The following day I was at a meeting organised by the Netherlands Working Group on Nutrition (a collective of nutrition professionals from academia, NGOs, business and the government) at the Ministry of Foreign Affairs to discuss the implications of the recent Lancet series on nutrition.  Bob Black (paper 1 and series lead), Zulfi Bhutta (paper 2) and I were there (I presented paper 3 for Marie Ruel and Harold Alderman as well as paper 4).  There were some nice presentations from Bonnie McClafferty of GAIN and Martin Bloem from WFP, both reflecting on what to do about nutrition-sensitive interventions.  In the afternoon there was a panel discussion well facilitated by Prof. Franz Kok of Wageningen.

My takeaways from the 2 days:

1.  The Dutch to lead in bringing public and private together to reduce malnutrition

According to the HANCI donor index the Netherlands has been in the doldrums on nutrition and hunger reduction commitments (16th out of 25 donor countries), but these data are from 2011-12 and things seem to be picking up under the leadership of Paulus Verschuren, the Government's Special Envoy on Food and Nutrition.  Given the Netherlands' past contributions it seems very well placed to be a leader on the connections between nutrition and agriculture.  A more recent comparative advantage has been built up around institutional models for bringing the public and private sectors together in the service of public health nutrition goals (e.g. Public Private Partnerships, PPPs).

2.  Deal with the Remaining Nutrition Community Hangups

Paulus Verschuren put it nicely, saying that the nutrition community had put many of its squabbles behind it (food vs nonfood, chronic vs acute, micronutrients vs food, supplementation vs fortification etc) but that it had not yet come to terms with the role of the private sector.  I agree with this, but I was struck by how at ease this Dutch audience was with the private sectors.  I made the point that there is very little evidence that PPPs advance child and maternal nutrition (there is some in fortification), but that this should not stop them going ahead.  This is because there is evidence from the wider health literature that in certain conditions they do work, nevertheless any new PPPs in nutrition had to be properly evaluated by independent third parties.  Donors, please fund these--gut feelings can only get us so far.

3.  Agriculture and Nutrition:  Cohabitation, Shotgun Marriages or Wedded Bliss?
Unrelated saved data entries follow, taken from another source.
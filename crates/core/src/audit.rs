use std::collections::BTreeMap;
use std::sync::{Arc, Mutex};

use chrono::{DateTime, Utc};
use serde::{Deserialize, Serialize};
use uuid::Uuid;

use crate::domain::store::StoreId;

#[derive(Clone, Debug, PartialEq, Eq, Serialize, Deserialize)]
pub enum AuditCategory {
    Pricing,
    Approval,
    Configuration,
}

#[derive(Clone, Debug, PartialEq, Eq, Serialize, Deserialize)]
pub enum AuditOutcome {
    Success,
    Rejected,
    Failed,
}

#[derive(Clone, Debug, PartialEq, Eq, Serialize, Deserialize)]
pub struct AuditEvent {
    pub event_id: String,
    pub store_id: Option<StoreId>,
    pub correlation_id: String,
    pub event_type: String,
    pub category: AuditCategory,
    pub actor: String,
    pub outcome: AuditOutcome,
    pub metadata: BTreeMap<String, String>,
    pub occurred_at: DateTime<Utc>,
}

impl AuditEvent {
    pub fn new(
        store_id: Option<StoreId>,
        correlation_id: impl Into<String>,
        event_type: impl Into<String>,
        category: AuditCategory,
        actor: impl Into<String>,
        outcome: AuditOutcome,
    ) -> Self {
        Self {
            event_id: Uuid::new_v4().to_string(),
            store_id,
            correlation_id: correlation_id.into(),
            event_type: event_type.into(),
            category,
            actor: actor.into(),
            outcome,
            metadata: BTreeMap::new(),
            occurred_at: Utc::now(),
        }
    }

    pub fn with_metadata(mut self, key: impl Into<String>, value: impl Into<String>) -> Self {
        self.metadata.insert(key.into(), value.into());
        self
    }
}

pub trait AuditSink: Send + Sync {
    fn emit(&self, event: AuditEvent);
}

#[derive(Clone, Default)]
pub struct InMemoryAuditSink {
    events: Arc<Mutex<Vec<AuditEvent>>>,
}

impl InMemoryAuditSink {
    pub fn events(&self) -> Vec<AuditEvent> {
        match self.events.lock() {
            Ok(events) => events.clone(),
            Err(poisoned) => poisoned.into_inner().clone(),
        }
    }
}

impl AuditSink for InMemoryAuditSink {
    fn emit(&self, event: AuditEvent) {
        match self.events.lock() {
            Ok(mut events) => events.push(event),
            Err(poisoned) => poisoned.into_inner().push(event),
        }
    }
}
A number of strategies for bringing agriculture and nutrition together emerged over the course of the day.  Do we simply colocate agriculture and nutrition efforts in terms of regions, individuals and delivery platforms?  Do we try to bring nutrition into agriculture in ways that it does not fundamentally shift the goals of agriculturalists or do we go for full union whereby agricultural programmes are determined to have an impact on nutrition and are designed from the start to do so?  The latter is probably the hardest, but perhaps has the biggest impact when successful. The former is probably the easiest but might not have the largest action.  But all of this is hypothetical--we don't know which approach is easiest and best--research is needed.

4. Go Dutch

The term "Going Dutch" originated from Dutch farmhouse doors being split equally at the top and the bottom--only when both were open at the same time could progress be made. This is a nice euphemism for the new contributions they can make: when the public and private doors open together around the links between agriculture and nutrition, then real progress could be made.  We look to our Dutch friends to lead the way. They might even move up in the HANCI rankings...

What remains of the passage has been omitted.